* _Prompt_
Copy out each line of the data below in which "format" appears.

[Stored data]
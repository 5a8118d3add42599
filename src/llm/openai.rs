use async_trait::async_trait;
use base64::Engine as _;
use base64::engine::general_purpose::STANDARD as BASE64;
use serde::{Deserialize, Serialize};
use tracing::debug;

use crate::config::ModelConfig;
use crate::prompts::select::build_select_system_prompt;

use super::{Embedder, FunctionSpec, Selection, Selector, UpstreamError, Vision};

/// Talks to an OpenAI-compatible API: function calling, vision and embeddings.
pub struct OpenAiClient {
    http: reqwest::Client,
    config: ModelConfig,
}

impl OpenAiClient {
    pub fn new(config: ModelConfig) -> Self {
        Self {
            http: reqwest::Client::new(),
            config,
        }
    }

    /// POST a JSON body and return the raw response text of a 2xx reply.
    async fn post<T: Serialize + ?Sized>(
        &self,
        url: &str,
        body: &T,
    ) -> Result<String, UpstreamError> {
        if !self.config.has_api_key() {
            return Err(UpstreamError::Other(
                "no API key configured. Set OPENAI_API_KEY or pass --api-key.".to_string(),
            ));
        }

        let resp = self
            .http
            .post(url)
            .bearer_auth(&self.config.api_key)
            .header("content-type", "application/json")
            .json(body)
            .send()
            .await?;

        let status = resp.status();
        let text = resp.text().await?;

        if !status.is_success() {
            return Err(UpstreamError::Status {
                status: status.as_u16(),
                body: text,
            });
        }

        Ok(text)
    }

    fn parse_selection(body: &str) -> Result<Selection, UpstreamError> {
        let resp: ChatResponse = decode(body)?;
        let message = first_message(resp)?;

        log_stray_content(&message);

        let call = message
            .tool_calls
            .and_then(|calls| calls.into_iter().next())
            .map(|call| call.function)
            .or(message.function_call)
            .ok_or(UpstreamError::NoSelection)?;

        if call.name.trim().is_empty() {
            return Err(UpstreamError::NoSelection);
        }

        Ok(Selection {
            name: call.name,
            arguments: call.arguments,
        })
    }

    fn parse_text(body: &str) -> Result<String, UpstreamError> {
        let resp: ChatResponse = decode(body)?;
        let message = first_message(resp)?;
        match message.content {
            Some(text) if !text.trim().is_empty() => Ok(text),
            _ => Err(UpstreamError::Malformed(
                "model returned no text content".to_string(),
            )),
        }
    }

    fn parse_embeddings(body: &str, expected: usize) -> Result<Vec<Vec<f32>>, UpstreamError> {
        let mut resp: EmbeddingResponse = decode(body)?;
        if resp.data.len() != expected {
            return Err(UpstreamError::Malformed(format!(
                "expected {} embeddings, got {}",
                expected,
                resp.data.len()
            )));
        }
        resp.data.sort_by_key(|d| d.index);
        Ok(resp.data.into_iter().map(|d| d.embedding).collect())
    }
}

#[async_trait]
impl Selector for OpenAiClient {
    async fn select(
        &self,
        task: &str,
        manifest: &[FunctionSpec],
    ) -> Result<Selection, UpstreamError> {
        let system = build_select_system_prompt(manifest);
        let tools: Vec<ToolSpec> = manifest
            .iter()
            .map(|function| ToolSpec {
                kind: "function",
                function,
            })
            .collect();

        let body = ChatRequest {
            model: &self.config.chat_model,
            messages: vec![
                Message {
                    role: "system",
                    content: Content::Text(&system),
                },
                Message {
                    role: "user",
                    content: Content::Text(task),
                },
            ],
            tools: Some(tools.as_slice()),
            tool_choice: Some("required"),
        };

        let text = self.post(&self.config.chat_completions_url(), &body).await?;
        Self::parse_selection(&text)
    }
}

#[async_trait]
impl Vision for OpenAiClient {
    async fn read_image(
        &self,
        prompt: &str,
        image: &[u8],
        mime: &str,
    ) -> Result<String, UpstreamError> {
        let url = format!("data:{};base64,{}", mime, BASE64.encode(image));
        let body = ChatRequest {
            model: &self.config.chat_model,
            messages: vec![Message {
                role: "user",
                content: Content::Parts(vec![
                    Part::Text { text: prompt },
                    Part::ImageUrl {
                        image_url: ImageUrl { url },
                    },
                ]),
            }],
            tools: None,
            tool_choice: None,
        };

        let text = self.post(&self.config.chat_completions_url(), &body).await?;
        Self::parse_text(&text)
    }
}

#[async_trait]
impl Embedder for OpenAiClient {
    async fn embed(&self, inputs: &[String]) -> Result<Vec<Vec<f32>>, UpstreamError> {
        if inputs.is_empty() {
            return Ok(Vec::new());
        }
        let body = EmbeddingRequest {
            model: &self.config.embedding_model,
            input: inputs,
        };
        let text = self.post(&self.config.embeddings_url(), &body).await?;
        Self::parse_embeddings(&text, inputs.len())
    }
}

fn decode<'a, T: Deserialize<'a>>(body: &'a str) -> Result<T, UpstreamError> {
    serde_json::from_str(body).map_err(|e| UpstreamError::Malformed(format!("{}: {}", e, body)))
}

fn first_message(resp: ChatResponse) -> Result<ResponseMessage, UpstreamError> {
    resp.choices
        .into_iter()
        .next()
        .map(|choice| choice.message)
        .ok_or_else(|| UpstreamError::Malformed("response has no choices".to_string()))
}

fn log_stray_content(message: &ResponseMessage) {
    if let Some(content) = &message.content
        && !content.is_empty()
    {
        debug!(content = %content, "model replied with text alongside the call");
    }
}

// --- API types ---

#[derive(Serialize)]
struct ChatRequest<'a> {
    model: &'a str,
    messages: Vec<Message<'a>>,
    #[serde(skip_serializing_if = "Option::is_none")]
    tools: Option<&'a [ToolSpec<'a>]>,
    #[serde(skip_serializing_if = "Option::is_none")]
    tool_choice: Option<&'a str>,
}

#[derive(Serialize)]
struct Message<'a> {
    role: &'a str,
    content: Content<'a>,
}

#[derive(Serialize)]
#[serde(untagged)]
enum Content<'a> {
    Text(&'a str),
    Parts(Vec<Part<'a>>),
}

#[derive(Serialize)]
#[serde(tag = "type", rename_all = "snake_case")]
enum Part<'a> {
    Text { text: &'a str },
    ImageUrl { image_url: ImageUrl },
}

#[derive(Serialize)]
struct ImageUrl {
    url: String,
}

#[derive(Serialize)]
struct ToolSpec<'a> {
    #[serde(rename = "type")]
    kind: &'static str,
    function: &'a FunctionSpec,
}

#[derive(Deserialize)]
struct ChatResponse {
    choices: Vec<Choice>,
}

#[derive(Deserialize)]
struct Choice {
    message: ResponseMessage,
}

#[derive(Deserialize)]
struct ResponseMessage {
    content: Option<String>,
    tool_calls: Option<Vec<ToolCall>>,
    function_call: Option<FunctionCall>,
}

#[derive(Deserialize)]
struct ToolCall {
    function: FunctionCall,
}

#[derive(Deserialize)]
struct FunctionCall {
    name: String,
    #[serde(default)]
    arguments: String,
}

#[derive(Serialize)]
struct EmbeddingRequest<'a> {
    model: &'a str,
    input: &'a [String],
}

#[derive(Deserialize)]
struct EmbeddingResponse {
    data: Vec<EmbeddingData>,
}

#[derive(Deserialize)]
struct EmbeddingData {
    index: usize,
    embedding: Vec<f32>,
}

* _Response to the exercise_
            return Err(UpstreamError::Malformed(format!(
        let url = format!("data:{};base64,{}", mime, BASE64.encode(image));
    serde_json::from_str(body).map_err(|e| UpstreamError::Malformed(format!("{}: {}", e, body)))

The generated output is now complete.